Abstract

The metabolic syndrome (MetS), which incorporates insulin resistance, visceral adiposity, and dyslipidemia, is an independent risk factor for incident heart failure (HF), but the impact on survival is uncertain. We sought to determine the relation between the metabolic syndrome and survival in ambulatory systolic HF patients and the impact of MetS on cardiopulmonary exercise test (CPET). We identified adults with ejection fraction ≤40% who underwent CPETs between 2000 and 2011. Baseline MetS status was defined by 3 or more of: (1) Triglycerides ≥150 mg/dl; (2) High density lipoprotein <40 mg/dl males or <50 mg/dl females; (3) Diabetes mellitus; (4) Hypertension; (5) Body mass index ≥35 kg/m2. Minimally-adjusted (for age, sex, transplantation and left ventricular assist device implantation) and fully-adjusted Cox proportional hazards models were constructed for all-cause mortality. MetS prevalence was 37% (716 of 1,953) and median follow-up 5 years. Mortality was 36% for +MetS and 29% for -MetS (p = 0.006), with highest mortality in the subgroup with both MetS plus diabetes (39%). The minimally-adjusted hazard ratio for mortality with MetS was 1.27 (95% confidence interval, 1.08 to 1.49, p = 0.004). After adjustment, MetS was no longer independently associated with mortality (hazard ratio 1.01, 95% confidence interval 0.85 to 1.19, p = 0.921).

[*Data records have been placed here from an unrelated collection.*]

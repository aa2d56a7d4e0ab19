use pybridge::dap::channel::{Handlers, JsonMessageChannel};
use pybridge::dap::transport::FramedTransport;
use rand::Rng;
use serde_json::{json, Value};
use std::net::{TcpListener, TcpStream};
use std::sync::{Arc, Mutex};
use std::thread;
use std::time::{Duration, Instant};

const MESSAGES_PER_SIDE: usize = 100;

#[derive(Debug, Clone, PartialEq)]
enum Traffic {
    Request(String, Value),
    Event(String, Value),
}

type Log = Arc<Mutex<Vec<Traffic>>>;

fn endpoint(name: &str, stream: TcpStream, log: Log) -> JsonMessageChannel {
    let requests = log.clone();
    let handlers = Handlers::new()
        .on_any_request(move |ctx| {
            requests.lock().unwrap().push(Traffic::Request(
                ctx.command().to_string(),
                ctx.arguments().clone(),
            ));
            Ok(Some(json!({ "echo": ctx.arguments() })))
        })
        .on_any_event(move |_, event, body| {
            log.lock().unwrap().push(Traffic::Event(
                event.to_string(),
                body.cloned().unwrap_or(Value::Null),
            ));
        });
    let transport = FramedTransport::from_socket(stream).unwrap();
    JsonMessageChannel::new(name, Arc::new(transport), handlers)
}

fn random_traffic(rng: &mut impl Rng) -> Vec<Traffic> {
    (0..MESSAGES_PER_SIDE)
        .map(|i| {
            let payload = json!({
                "n": i,
                "value": rng.gen_range(-1000..1000),
                "text": "x".repeat(rng.gen_range(0..64)),
            });
            if rng.gen_bool(0.5) {
                Traffic::Request(format!("cmd{}", rng.gen_range(0..10)), payload)
            } else {
                Traffic::Event(format!("evt{}", rng.gen_range(0..10)), payload)
            }
        })
        .collect()
}

fn send_all(channel: JsonMessageChannel, traffic: Vec<Traffic>) -> thread::JoinHandle<()> {
    thread::spawn(move || {
        let mut pending = vec![];
        for message in traffic {
            match message {
                Traffic::Request(command, arguments) => {
                    let request = channel
                        .send_request(&command, Some(arguments.clone()))
                        .unwrap();
                    pending.push((request, arguments));
                }
                Traffic::Event(event, body) => channel.send_event(&event, Some(body)).unwrap(),
            }
        }
        for (request, arguments) in pending {
            let response = request
                .wait_for_response_timeout(Duration::from_secs(10))
                .expect("response");
            assert_eq!(response.body(), Some(&json!({ "echo": arguments })));
        }
    })
}

fn wait_for(log: &Log, count: usize) {
    let deadline = Instant::now() + Duration::from_secs(10);
    while log.lock().unwrap().len() < count && Instant::now() < deadline {
        thread::sleep(Duration::from_millis(10));
    }
}

#[test]
fn test_bidirectional_random_traffic() {
    let listener = TcpListener::bind("127.0.0.1:0").unwrap();
    let client_stream = TcpStream::connect(listener.local_addr().unwrap()).unwrap();
    let (server_stream, _) = listener.accept().unwrap();

    let server_log = Log::default();
    let client_log = Log::default();
    let server = endpoint("server", server_stream, server_log.clone());
    let client = endpoint("client", client_stream, client_log.clone());
    server.start().unwrap();
    client.start().unwrap();

    let mut rng = rand::thread_rng();
    let from_server = random_traffic(&mut rng);
    let from_client = random_traffic(&mut rng);

    let server_sender = send_all(server.clone(), from_server.clone());
    let client_sender = send_all(client.clone(), from_client.clone());
    server_sender.join().unwrap();
    client_sender.join().unwrap();

    wait_for(&client_log, from_server.len());
    wait_for(&server_log, from_client.len());
    assert_eq!(*client_log.lock().unwrap(), from_server);
    assert_eq!(*server_log.lock().unwrap(), from_client);

    client.close();
    server.wait().unwrap();
    assert!(server.is_closed());
}
//! Debug adapter bridge between a DAP speaking editor and an introspection engine running
//! inside the debugged process.

pub mod api;
pub mod config;
pub mod daemon;
pub mod dap;
pub mod engine;
pub mod error;
pub mod log;
pub mod session;
pub mod socket;

pub use api::{enable_attach, install};
pub use config::{Config, SessionMode};
pub use daemon::{Daemon, DaemonState, Role, SessionListener};
pub use error::{Error, Result};
pub use session::{EndReason, Session, SessionState};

Patients with MetS achieved poorer CPET performance compared and MetS was independently associated with a lower peak VO2. MetS was associated with a higher hazard of mortality in the minimally-adjusted model, which was primarily driven by the unfavorable impact of diabetes on mortality, but this association was no longer significant after full adjustment. In conclusion, there was no independent association between MetS and survival in an ambulatory systolic HF population.